Try it
Below are the records; restate word for word the lines from the first through the one containing "use super::change_source::ConfigurationRecord;", and only those.

:: Records shown

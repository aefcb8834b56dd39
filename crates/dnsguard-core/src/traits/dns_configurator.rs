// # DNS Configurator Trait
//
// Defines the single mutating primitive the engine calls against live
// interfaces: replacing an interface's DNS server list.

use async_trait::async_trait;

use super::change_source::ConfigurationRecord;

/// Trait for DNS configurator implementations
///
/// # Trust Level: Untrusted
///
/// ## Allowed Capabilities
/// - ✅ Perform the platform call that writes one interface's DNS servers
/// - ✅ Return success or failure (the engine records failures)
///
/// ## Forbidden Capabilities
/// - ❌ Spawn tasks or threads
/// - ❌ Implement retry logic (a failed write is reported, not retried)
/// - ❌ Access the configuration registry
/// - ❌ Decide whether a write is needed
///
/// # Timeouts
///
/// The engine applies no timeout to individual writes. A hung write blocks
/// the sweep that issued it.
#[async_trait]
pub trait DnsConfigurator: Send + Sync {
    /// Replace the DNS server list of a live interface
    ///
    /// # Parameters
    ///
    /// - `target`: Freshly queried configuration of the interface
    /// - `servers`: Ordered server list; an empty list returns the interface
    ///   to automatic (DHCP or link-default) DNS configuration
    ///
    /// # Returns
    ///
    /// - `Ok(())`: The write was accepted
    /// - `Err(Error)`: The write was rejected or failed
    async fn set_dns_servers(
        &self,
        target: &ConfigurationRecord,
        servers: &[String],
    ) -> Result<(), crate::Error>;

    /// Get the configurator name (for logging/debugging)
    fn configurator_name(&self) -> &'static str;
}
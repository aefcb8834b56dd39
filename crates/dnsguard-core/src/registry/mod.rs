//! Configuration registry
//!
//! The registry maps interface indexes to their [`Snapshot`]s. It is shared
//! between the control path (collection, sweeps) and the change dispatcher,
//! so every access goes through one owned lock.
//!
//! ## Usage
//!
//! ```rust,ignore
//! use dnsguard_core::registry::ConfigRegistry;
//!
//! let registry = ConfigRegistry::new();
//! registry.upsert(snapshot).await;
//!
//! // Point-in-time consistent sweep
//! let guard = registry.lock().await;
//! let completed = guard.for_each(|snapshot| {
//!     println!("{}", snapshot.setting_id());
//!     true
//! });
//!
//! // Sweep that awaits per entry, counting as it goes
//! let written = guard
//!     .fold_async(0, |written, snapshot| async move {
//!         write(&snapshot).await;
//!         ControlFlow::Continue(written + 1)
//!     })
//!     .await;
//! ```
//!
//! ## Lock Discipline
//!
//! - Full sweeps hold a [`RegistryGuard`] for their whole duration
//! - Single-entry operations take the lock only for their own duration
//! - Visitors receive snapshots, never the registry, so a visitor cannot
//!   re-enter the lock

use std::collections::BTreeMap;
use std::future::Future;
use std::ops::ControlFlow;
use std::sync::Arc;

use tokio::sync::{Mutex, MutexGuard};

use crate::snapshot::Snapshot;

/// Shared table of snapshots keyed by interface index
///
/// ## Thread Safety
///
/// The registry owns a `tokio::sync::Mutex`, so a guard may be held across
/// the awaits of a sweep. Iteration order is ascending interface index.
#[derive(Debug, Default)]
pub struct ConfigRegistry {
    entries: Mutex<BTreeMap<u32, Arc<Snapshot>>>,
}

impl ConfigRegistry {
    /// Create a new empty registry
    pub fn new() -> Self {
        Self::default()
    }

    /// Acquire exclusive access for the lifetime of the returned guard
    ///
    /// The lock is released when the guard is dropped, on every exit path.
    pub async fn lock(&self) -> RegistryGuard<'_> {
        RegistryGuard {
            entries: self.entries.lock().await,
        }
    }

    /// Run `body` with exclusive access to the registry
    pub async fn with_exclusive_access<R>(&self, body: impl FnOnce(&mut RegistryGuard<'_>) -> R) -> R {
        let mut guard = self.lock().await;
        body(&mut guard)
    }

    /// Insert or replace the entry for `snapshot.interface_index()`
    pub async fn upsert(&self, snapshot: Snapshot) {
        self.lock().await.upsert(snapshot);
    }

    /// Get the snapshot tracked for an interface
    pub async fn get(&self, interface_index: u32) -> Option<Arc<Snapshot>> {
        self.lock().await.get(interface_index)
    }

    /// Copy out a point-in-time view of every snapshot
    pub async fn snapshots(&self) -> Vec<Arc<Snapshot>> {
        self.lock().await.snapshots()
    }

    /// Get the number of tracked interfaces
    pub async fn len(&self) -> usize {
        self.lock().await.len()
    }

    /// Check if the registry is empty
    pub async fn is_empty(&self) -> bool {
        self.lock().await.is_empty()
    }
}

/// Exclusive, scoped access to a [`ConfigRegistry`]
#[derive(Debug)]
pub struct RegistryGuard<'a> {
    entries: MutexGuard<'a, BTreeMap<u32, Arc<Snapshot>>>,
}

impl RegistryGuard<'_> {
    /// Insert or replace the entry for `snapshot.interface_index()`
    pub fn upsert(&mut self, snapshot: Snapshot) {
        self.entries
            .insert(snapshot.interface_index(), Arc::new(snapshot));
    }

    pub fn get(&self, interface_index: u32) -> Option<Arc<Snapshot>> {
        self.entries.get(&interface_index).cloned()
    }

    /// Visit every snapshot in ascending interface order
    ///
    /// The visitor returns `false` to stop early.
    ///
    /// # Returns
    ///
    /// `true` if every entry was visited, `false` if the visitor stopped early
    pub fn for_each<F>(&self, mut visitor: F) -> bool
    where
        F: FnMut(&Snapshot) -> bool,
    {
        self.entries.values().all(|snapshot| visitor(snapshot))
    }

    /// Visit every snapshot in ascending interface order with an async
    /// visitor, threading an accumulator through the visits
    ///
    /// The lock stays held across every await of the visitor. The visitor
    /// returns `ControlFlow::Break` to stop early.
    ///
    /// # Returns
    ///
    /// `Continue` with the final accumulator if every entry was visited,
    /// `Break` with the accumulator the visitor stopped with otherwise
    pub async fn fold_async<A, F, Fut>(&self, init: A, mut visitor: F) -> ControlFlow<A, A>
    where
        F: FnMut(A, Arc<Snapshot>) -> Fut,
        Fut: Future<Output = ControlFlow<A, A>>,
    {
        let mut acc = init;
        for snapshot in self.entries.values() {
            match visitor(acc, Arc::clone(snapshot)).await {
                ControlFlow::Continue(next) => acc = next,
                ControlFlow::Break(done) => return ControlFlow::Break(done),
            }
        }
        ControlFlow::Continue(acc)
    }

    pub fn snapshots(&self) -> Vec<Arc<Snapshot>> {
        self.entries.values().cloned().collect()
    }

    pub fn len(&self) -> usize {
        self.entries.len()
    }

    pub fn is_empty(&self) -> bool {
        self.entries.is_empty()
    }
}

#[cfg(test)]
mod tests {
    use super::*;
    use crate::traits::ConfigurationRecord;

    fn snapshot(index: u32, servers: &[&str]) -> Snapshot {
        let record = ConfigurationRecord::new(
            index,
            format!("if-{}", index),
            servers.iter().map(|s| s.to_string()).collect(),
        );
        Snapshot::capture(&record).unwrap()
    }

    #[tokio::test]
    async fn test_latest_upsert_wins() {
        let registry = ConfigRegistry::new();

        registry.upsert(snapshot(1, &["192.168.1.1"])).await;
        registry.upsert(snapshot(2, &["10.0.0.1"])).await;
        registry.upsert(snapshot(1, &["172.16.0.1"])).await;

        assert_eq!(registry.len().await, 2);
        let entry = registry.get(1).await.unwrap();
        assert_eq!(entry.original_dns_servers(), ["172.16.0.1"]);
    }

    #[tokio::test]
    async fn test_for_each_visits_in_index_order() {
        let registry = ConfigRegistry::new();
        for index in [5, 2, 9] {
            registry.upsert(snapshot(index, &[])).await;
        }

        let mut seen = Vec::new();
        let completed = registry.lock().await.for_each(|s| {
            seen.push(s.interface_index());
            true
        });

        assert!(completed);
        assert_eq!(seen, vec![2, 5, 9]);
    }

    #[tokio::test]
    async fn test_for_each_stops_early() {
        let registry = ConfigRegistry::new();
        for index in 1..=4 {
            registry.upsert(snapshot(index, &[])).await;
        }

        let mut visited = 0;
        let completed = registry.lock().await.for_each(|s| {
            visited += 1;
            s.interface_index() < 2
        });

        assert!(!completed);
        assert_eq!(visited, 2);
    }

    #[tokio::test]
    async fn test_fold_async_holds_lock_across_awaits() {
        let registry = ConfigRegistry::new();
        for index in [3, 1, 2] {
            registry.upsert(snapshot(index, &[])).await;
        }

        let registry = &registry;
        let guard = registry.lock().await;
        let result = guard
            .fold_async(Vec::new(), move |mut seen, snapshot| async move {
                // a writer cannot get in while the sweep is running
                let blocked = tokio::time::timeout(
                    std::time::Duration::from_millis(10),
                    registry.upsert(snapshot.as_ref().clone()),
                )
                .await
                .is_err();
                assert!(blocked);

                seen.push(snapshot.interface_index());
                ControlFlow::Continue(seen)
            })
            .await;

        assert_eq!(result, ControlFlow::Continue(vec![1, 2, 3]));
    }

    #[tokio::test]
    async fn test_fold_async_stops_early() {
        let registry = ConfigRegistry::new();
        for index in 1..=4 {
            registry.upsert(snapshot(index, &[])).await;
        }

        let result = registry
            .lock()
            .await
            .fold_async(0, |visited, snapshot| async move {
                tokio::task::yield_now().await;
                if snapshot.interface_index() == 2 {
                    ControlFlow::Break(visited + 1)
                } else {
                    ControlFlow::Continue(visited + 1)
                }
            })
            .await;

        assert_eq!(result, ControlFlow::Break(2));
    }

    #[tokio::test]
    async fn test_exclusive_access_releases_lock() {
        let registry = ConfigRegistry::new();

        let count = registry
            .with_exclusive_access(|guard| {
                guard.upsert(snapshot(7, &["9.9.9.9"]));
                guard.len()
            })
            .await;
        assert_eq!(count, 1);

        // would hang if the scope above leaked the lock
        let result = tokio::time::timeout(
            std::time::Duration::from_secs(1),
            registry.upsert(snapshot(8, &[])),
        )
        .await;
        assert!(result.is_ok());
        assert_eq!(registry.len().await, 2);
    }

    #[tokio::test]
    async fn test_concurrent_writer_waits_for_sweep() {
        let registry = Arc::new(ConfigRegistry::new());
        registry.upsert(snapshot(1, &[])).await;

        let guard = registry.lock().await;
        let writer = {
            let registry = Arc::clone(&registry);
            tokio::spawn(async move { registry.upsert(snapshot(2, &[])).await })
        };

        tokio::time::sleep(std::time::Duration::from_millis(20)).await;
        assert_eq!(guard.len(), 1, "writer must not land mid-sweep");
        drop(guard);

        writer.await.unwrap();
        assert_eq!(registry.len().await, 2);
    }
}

::::

Result of this exercise
repository aefcb8834b56dd39
filename crates/dnsguard-core/src/traits/dns_configurator.rs
// # DNS Configurator Trait
//
// Defines the single mutating primitive the engine calls against live
// interfaces: replacing an interface's DNS server list.

use async_trait::async_trait;

use super::change_source::ConfigurationRecord;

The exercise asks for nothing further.